The good news is
shapiro.testBIG <- function (x)
{
DNAME <- deparse1(substitute(x))
stopifnot(is.numeric(x))
x <- sort(x[complete.cases(x)])
n <- length(x)
if (is.na(n) || n < 5L || n > 10000L)
stop("sample size must be between 5 and 10,000")
rng <- x[n] - x[1L]
if (rng == 0)
stop("all 'x' values are identical")
if (rng < 1e-10)
x <- x/rng
res <- .Call(stats:::C_SWilk, x)
RVAL <- list(statistic = c(W = res[1]), p.value = res[2],
method = "Shapiro-Wilk normality test", data.name = DNAME)
class(RVAL) <- "htest"
return(RVAL)
}
The bad news is
shapiro.testBIG(rnorm(5001))
#> Error in shapiro.testBIG(rnorm(5001)): ifault=2. This should not happen
Created on 2023-03-11 with reprex v2.0.2
ifault
typically arises when a C
routine begins muddling memory management.
C_SWilk
resides in stats.so
and has utterly defeated my search-foo to find the associated C
source.

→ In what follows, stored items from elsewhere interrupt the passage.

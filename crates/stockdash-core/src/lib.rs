//! Stock dashboard core
//!
//! A linear pipeline behind a single external boundary: a user query
//! (ticker symbol plus date range) is resolved against Yahoo Finance into
//! a price history and a fundamentals snapshot, memoized per query, and a
//! canned advisory is derived from three scalar fundamentals. Chart
//! rendering and page layout are external collaborators; this crate only
//! produces the data they consume.
//!
//! # Example
//!
//! ```rust,ignore
//! use stockdash_core::{Dashboard, DashConfig, Query};
//! use chrono::NaiveDate;
//!
//! #[tokio::main]
//! async fn main() -> anyhow::Result<()> {
//!     let config = DashConfig::default();
//!     let dashboard = Dashboard::new(&config)?;
//!
//!     let query = Query::new(
//!         "AAPL",
//!         NaiveDate::from_ymd_opt(2025, 1, 1).unwrap(),
//!         NaiveDate::from_ymd_opt(2025, 6, 30).unwrap(),
//!     )?;
//!
//!     let report = dashboard.run(&query).await?;
//!     println!("{}", report.advisory);
//!
//!     Ok(())
//! }
//! ```

pub mod advisor;
pub mod api;
pub mod cache;
pub mod chart;
pub mod config;
pub mod error;
pub mod format;
pub mod loader;
pub mod model;
pub mod pipeline;

// Re-export main types for convenience
pub use advisor::{Advisory, advise};
pub use api::{MarketDataProvider, YahooProvider};
pub use cache::{SnapshotCache, SnapshotKey};
pub use chart::ChartPayload;
pub use config::DashConfig;
pub use error::{DashError, Result};
pub use loader::DataLoader;
pub use model::{Bar, Fundamentals, MarketSnapshot, PriceSeries, Query};
pub use pipeline::{Dashboard, Report};
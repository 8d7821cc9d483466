//! Core data model: queries, price series, and fundamentals snapshots

use crate::error::{DashError, Result};
use chrono::{DateTime, NaiveDate, Utc};
use regex::Regex;
use serde::{Deserialize, Serialize};
use std::sync::LazyLock;

/// Syntactically plausible ticker: letters, digits, and the separators
/// Yahoo accepts (`BRK-B`, `^GSPC`, `RDS.A`). Real validation is left to
/// the upstream service.
static TICKER_RE: LazyLock<Regex> = LazyLock::new(|| {
    Regex::new(r"^[A-Z0-9.\-^]{1,12}$").expect("ticker pattern is valid")
});

/// One user submission: a ticker symbol and an inclusive date range.
///
/// Immutable once constructed; `Query::new` is the only way in and
/// enforces the invariants.
#[derive(Debug, Clone, PartialEq, Eq, Hash, Serialize, Deserialize)]
pub struct Query {
    symbol: String,
    start: NaiveDate,
    end: NaiveDate,
}

impl Query {
    /// Create a validated query. The symbol is trimmed and uppercased.
    pub fn new(symbol: impl AsRef<str>, start: NaiveDate, end: NaiveDate) -> Result<Self> {
        let symbol = symbol.as_ref().trim().to_uppercase();

        if symbol.is_empty() {
            return Err(DashError::InvalidQuery("symbol must not be empty".to_string()));
        }

        if !TICKER_RE.is_match(&symbol) {
            return Err(DashError::InvalidQuery(format!(
                "'{symbol}' is not a plausible ticker symbol"
            )));
        }

        if start > end {
            return Err(DashError::InvalidQuery(format!(
                "start date {start} is after end date {end}"
            )));
        }

        Ok(Self { symbol, start, end })
    }

    /// Uppercased ticker symbol
    pub fn symbol(&self) -> &str {
        &self.symbol
    }

    /// Inclusive range start
    pub fn start(&self) -> NaiveDate {
        self.start
    }

    /// Inclusive range end
    pub fn end(&self) -> NaiveDate {
        self.end
    }
}

/// One daily OHLC bar
#[derive(Debug, Clone, PartialEq, Serialize, Deserialize)]
pub struct Bar {
    pub timestamp: DateTime<Utc>,
    pub open: f64,
    pub high: f64,
    pub low: f64,
    pub close: f64,
    pub volume: u64,
}

/// Time-ordered sequence of daily bars for one symbol.
///
/// May be empty: the market can be closed for the entire requested range.
#[derive(Debug, Clone, PartialEq, Serialize, Deserialize)]
pub struct PriceSeries {
    pub symbol: String,
    bars: Vec<Bar>,
}

impl PriceSeries {
    /// Build a series, sorting bars into ascending timestamp order.
    pub fn new(symbol: impl Into<String>, mut bars: Vec<Bar>) -> Self {
        bars.sort_by_key(|b| b.timestamp);
        Self {
            symbol: symbol.into(),
            bars,
        }
    }

    pub fn bars(&self) -> &[Bar] {
        &self.bars
    }

    pub fn len(&self) -> usize {
        self.bars.len()
    }

    pub fn is_empty(&self) -> bool {
        self.bars.is_empty()
    }

    pub fn first(&self) -> Option<&Bar> {
        self.bars.first()
    }

    pub fn last(&self) -> Option<&Bar> {
        self.bars.last()
    }

    /// Lowest low across the series, if any bars exist
    pub fn min_low(&self) -> Option<f64> {
        self.bars.iter().map(|b| b.low).reduce(f64::min)
    }

    /// Highest high across the series, if any bars exist
    pub fn max_high(&self) -> Option<f64> {
        self.bars.iter().map(|b| b.high).reduce(f64::max)
    }
}

/// Summary fundamentals for one symbol. Every field is optional: thinly
/// covered symbols legitimately come back with nothing, and consumers
/// must treat absence as an expected state rather than an error.
#[derive(Debug, Clone, Default, PartialEq, Serialize, Deserialize)]
pub struct Fundamentals {
    /// Company long name
    pub name: Option<String>,
    /// Sector classification
    pub sector: Option<String>,
    /// Market capitalization in quote currency
    pub market_cap: Option<f64>,
    /// Trailing price-to-earnings ratio
    pub trailing_pe: Option<f64>,
    /// Quarterly earnings growth rate (0.10 = 10%)
    pub earnings_quarterly_growth: Option<f64>,
    /// Return on equity (0.15 = 15%)
    pub return_on_equity: Option<f64>,
}

impl Fundamentals {
    /// True when no metric is present at all
    pub fn is_empty(&self) -> bool {
        self.name.is_none()
            && self.sector.is_none()
            && self.market_cap.is_none()
            && self.trailing_pe.is_none()
            && self.earnings_quarterly_growth.is_none()
            && self.return_on_equity.is_none()
    }
}

/// The cached unit produced by one loader invocation: prices and
/// fundamentals succeed or fail together.
#[derive(Debug, Clone, PartialEq, Serialize, Deserialize)]
pub struct MarketSnapshot {
    pub prices: PriceSeries,
    pub fundamentals: Fundamentals,
}
//! Pipeline entry point: query in, report out
//!
//! The driver branches on the returned `Result` explicitly; a failed load
//! produces no chart, no metrics, and no advisory.

use crate::advisor::{Advisory, advise};
use crate::api::{MarketDataProvider, YahooProvider};
use crate::cache::SnapshotCache;
use crate::chart::ChartPayload;
use crate::config::DashConfig;
use crate::error::Result;
use crate::loader::DataLoader;
use crate::model::{MarketSnapshot, Query};
use std::sync::Arc;

/// Everything one successful query produces
#[derive(Debug, Clone)]
pub struct Report {
    pub query: Query,
    pub snapshot: MarketSnapshot,
    pub advisory: Advisory,
}

impl Report {
    /// Chart document for the external candlestick renderer
    pub fn chart_payload(&self) -> ChartPayload {
        ChartPayload::from_series(&self.snapshot.prices)
    }
}

/// Wires the provider, cache, and loader into one pipeline
pub struct Dashboard {
    loader: DataLoader,
}

impl Dashboard {
    /// Build a dashboard backed by Yahoo Finance
    pub fn new(config: &DashConfig) -> Result<Self> {
        config.validate()?;
        let provider = Arc::new(YahooProvider::new(config)?);
        Ok(Self::with_provider(provider, config))
    }

    /// Build a dashboard over an arbitrary provider (tests, alternate
    /// upstreams)
    pub fn with_provider(provider: Arc<dyn MarketDataProvider>, config: &DashConfig) -> Self {
        Self {
            loader: DataLoader::new(provider, SnapshotCache::new(config.cache_ttl)),
        }
    }

    /// Run the pipeline once for a query. The advisory is derived fresh
    /// on every call; only the snapshot is memoized.
    pub async fn run(&self, query: &Query) -> Result<Report> {
        let snapshot = self.loader.load(query).await?;
        let advisory = advise(&snapshot.fundamentals);

        tracing::debug!(symbol = %query.symbol(), ?advisory, "pipeline complete");

        Ok(Report {
            query: query.clone(),
            snapshot,
            advisory,
        })
    }
}

#[cfg(test)]
mod tests {
    use super::*;
    use crate::api::MockMarketDataProvider;
    use crate::error::DashError;
    use crate::model::{Fundamentals, PriceSeries};
    use chrono::NaiveDate;

    fn query() -> Query {
        Query::new(
            "AAPL",
            NaiveDate::from_ymd_opt(2025, 1, 1).unwrap(),
            NaiveDate::from_ymd_opt(2025, 6, 30).unwrap(),
        )
        .unwrap()
    }

    fn dashboard_with(provider: MockMarketDataProvider) -> Dashboard {
        Dashboard::with_provider(Arc::new(provider), &DashConfig::default())
    }

    #[tokio::test]
    async fn test_run_produces_report_with_advisory() {
        let mut provider = MockMarketDataProvider::new();
        provider
            .expect_fetch_history()
            .returning(|symbol, _, _| Ok(PriceSeries::new(symbol, vec![])));
        provider.expect_fetch_fundamentals().returning(|_| {
            Ok(Fundamentals {
                trailing_pe: Some(12.0),
                earnings_quarterly_growth: Some(0.15),
                return_on_equity: Some(0.20),
                ..Default::default()
            })
        });

        let report = dashboard_with(provider).run(&query()).await.unwrap();

        assert_eq!(report.advisory, Advisory::Bullish);
        assert_eq!(report.query.symbol(), "AAPL");
        assert_eq!(report.chart_payload().symbol, "AAPL");
    }

    #[tokio::test]
    async fn test_run_halts_on_load_failure() {
        let mut provider = MockMarketDataProvider::new();
        provider
            .expect_fetch_history()
            .returning(|_, _, _| Err(DashError::Provider("symbol unknown".to_string())));

        let err = dashboard_with(provider).run(&query()).await.unwrap_err();
        assert!(matches!(err, DashError::DataUnavailable { .. }));
    }

    #[tokio::test]
    async fn test_advisory_recomputed_per_run() {
        let mut provider = MockMarketDataProvider::new();
        provider
            .expect_fetch_history()
            .times(1)
            .returning(|symbol, _, _| Ok(PriceSeries::new(symbol, vec![])));
        provider
            .expect_fetch_fundamentals()
            .times(1)
            .returning(|_| Ok(Fundamentals::default()));

        let dashboard = dashboard_with(provider);
        let q = query();

        // Snapshot is memoized, so the second run must not refetch, and
        // the derived advisory stays deterministic.
        let first = dashboard.run(&q).await.unwrap();
        let second = dashboard.run(&q).await.unwrap();
        assert_eq!(first.advisory, Advisory::Neutral);
        assert_eq!(first.advisory, second.advisory);
    }
}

The best I can do is
stats:::C_SWilk
#> $name
#> [1] "SWilk"
#>
#> $address
#> <pointer: 0x11ff54400>
#> attr(,"class")
#> [1] "RegisteredNativeSymbol"
#>
#> $dll
#> DLL name: stats
#> Filename:
#> /Library/Frameworks/R.framework/Versions/4.2-arm64/Resources/library/stats/libs/stats.so
#> Dynamic lookup: FALSE
#>
#> $numParameters
#> [1] 1
#>
#> attr(,"class")
#> [1] "CallRoutine" "NativeSymbolInfo"
The way in which stats::shapiro.test()
calls C_SWilk
takes care to impose a range of 5...5000 beforehand
shapiro.test <- function(x)
{
DNAME <- deparse(substitute(x))
stopifnot(is.numeric(x))
x <- sort(x[complete.cases(x)])
n <- length(x)
if(is.na(n) || n < 3L || n > 5000L)
stop("sample size must be between 3 and 5000")
rng <- x[n] - x[1L]
if(rng == 0) stop("all 'x' values are identical")
if(rng < 1e-10) x <- x/rng # rescale to avoid ifault=6 with single version.
res <- .Call(C_SWilk, x)
RVAL <- list(statistic = c(W = res[1]), p.value = res[2],
method = "Shapiro-Wilk normality test", data.name = DNAME)
class(RVAL) <- "htest"
return(RVAL)
}
because the purpose of C_SWilk
was to relieve the original FORTRAN
limit of 2,000, which in turn relieved the ancestral limit of 50, which you can read about in the papers cited in shapiro.test()
.
See this S/O post by the estimable Ben Bolker.
UPDATE:
Line 127 in swilk.c
has
if (n > 5000) *ifault = 2;
and it would be possible to increase that in a private version and to make the appropriate adjustments.
However, please also carefully review this additional S/O post on the hazards inherent in pushing Shapiro-Wilk beyond the intended limits.